Reményik Sándor: Akarom
Akarom (Magyar)Akarom: fontos ne legyek magamnak.
|
Mijn wil (Holland)Ik wil niet: belangrijk voor mijzelf zijn
Baksteen in eindeloze muur wil ik zijn, Een trap, waarop anderen omhoog gaan,
Een werktuig dat heel diep in de grond graaft,
Maar de tarwe is niet zijn verdienste.
Ik wil liever wind zijn die de zaad spreidt,
Maar de bloembladeren toch niet opent,
Wanneer mensen op de velden wandelen,
Laat ze de bloemen dan bewonderen.
Ik wil een doekje zijn dat tranen veegt,
Of stilte die altijd verlichting geeft,
Of liever hand wil ik zijn die steeds streelt.
‘k Wil leven maar nooit weten dat ik ben.
Ik wil droom op de vermoeide ogen zijn,
of de luchtspiegeling die soms verschijnt,
en niet vraagt of iemand haar ziet of niet.
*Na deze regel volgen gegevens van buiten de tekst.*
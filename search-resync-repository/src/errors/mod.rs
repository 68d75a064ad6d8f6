//! Error types for the search resync repository.

mod search_index_error;

pub use search_index_error::SearchIndexError;
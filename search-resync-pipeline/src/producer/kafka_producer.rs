//! Kafka producer implementation for the search resync job.
//!
//! One producer client is shared by every entity; each entity gets a
//! `KafkaSender` bound to its topic.

use std::time::Duration;

use async_trait::async_trait;
use rdkafka::{
    config::ClientConfig,
    message::{Header, OwnedHeaders},
    producer::{FutureProducer, FutureRecord, Producer},
    util::Timeout,
};
use tracing::{debug, info, instrument};

use crate::errors::SinkError;
use crate::producer::MessageSender;
use search_resync_shared::OutboundMessage;

/// Header carrying the message identifier.
pub const MESSAGE_ID_HEADER: &str = "message-id";

/// Header carrying the body content type.
pub const CONTENT_TYPE_HEADER: &str = "content-type";

/// How long to wait for delivery reports or a flush.
const DELIVERY_TIMEOUT: Duration = Duration::from_secs(30);

/// The Kafka client shared by all senders of a run.
pub struct KafkaProducerClient {
    producer: FutureProducer,
}

impl KafkaProducerClient {
    /// Create a new Kafka producer.
    ///
    /// # Arguments
    ///
    /// * `brokers` - Kafka broker addresses (comma-separated)
    ///
    /// # Returns
    ///
    /// * `Ok(KafkaProducerClient)` - A new client instance
    /// * `Err(SinkError)` - If producer creation fails
    pub fn new(brokers: &str) -> Result<Self, SinkError> {
        let producer: FutureProducer = ClientConfig::new()
            .set("bootstrap.servers", brokers)
            .set("client.id", "search-resync")
            .set("acks", "all")
            .set("compression.type", "zstd")
            .set("message.timeout.ms", "30000")
            .create()
            .map_err(|e| SinkError::client(e.to_string()))?;

        info!(brokers = %brokers, "Created Kafka producer");

        Ok(Self { producer })
    }

    /// Create a sender publishing to `topic` through this client.
    pub fn sender(&self, topic: impl Into<String>) -> KafkaSender {
        KafkaSender {
            producer: self.producer.clone(),
            topic: topic.into(),
        }
    }

    /// Flush anything still queued in the client.
    pub async fn close(&self) -> Result<(), SinkError> {
        flush(self.producer.clone()).await?;
        info!("Kafka producer closed");
        Ok(())
    }
}

/// Sender bound to one topic.
pub struct KafkaSender {
    producer: FutureProducer,
    topic: String,
}

/// Headers attached to every record.
fn message_headers(message: &OutboundMessage, id: &str) -> OwnedHeaders {
    OwnedHeaders::new()
        .insert(Header {
            key: MESSAGE_ID_HEADER,
            value: Some(id),
        })
        .insert(Header {
            key: CONTENT_TYPE_HEADER,
            value: Some(message.content_type),
        })
}

async fn flush(producer: FutureProducer) -> Result<(), SinkError> {
    tokio::task::spawn_blocking(move || producer.flush(Timeout::After(DELIVERY_TIMEOUT)))
        .await
        .map_err(|e| SinkError::close(e.to_string()))?
        .map_err(|e| SinkError::close(e.to_string()))
}

#[async_trait]
impl MessageSender for KafkaSender {
    fn destination(&self) -> &str {
        &self.topic
    }

    #[instrument(skip(self, message), fields(topic = %self.topic, message_id = %message.id))]
    async fn send(&self, message: &OutboundMessage) -> Result<(), SinkError> {
        let payload = message
            .payload()
            .map_err(|e| SinkError::serialization(e.to_string()))?;
        let id = message.id.to_string();

        let record = FutureRecord::to(&self.topic)
            .key(id.as_str())
            .payload(&payload)
            .headers(message_headers(message, &id));

        match self
            .producer
            .send(record, Timeout::After(DELIVERY_TIMEOUT))
            .await
        {
            Ok((partition, offset)) => {
                debug!(partition = partition, offset = offset, "Message delivered");
                Ok(())
            }
            Err((e, _)) => Err(SinkError::delivery(e.to_string())),
        }
    }

    async fn close(&self) -> Result<(), SinkError> {
        flush(self.producer.clone()).await?;
        debug!(topic = %self.topic, "Kafka sender closed");
        Ok(())
    }
}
De luchtspiegeling boven de laagvlakte,
Uit het zwarte hart van de oude Aarde
een diepe zucht, rijzend naar de hoge lucht.
Ik wil een draad zijn die berichten leidt,
En laat me vervangen als ik verslijt.
Of een vlot zijn onder vele zielen,
Eenvoudige, grof geknutselde schuit
die door rivieren naar zee wordt geleidt.
Ik wil de viool zijn die eeuwig huilt,
Totdat de muzikant zijn snaar neerlegt.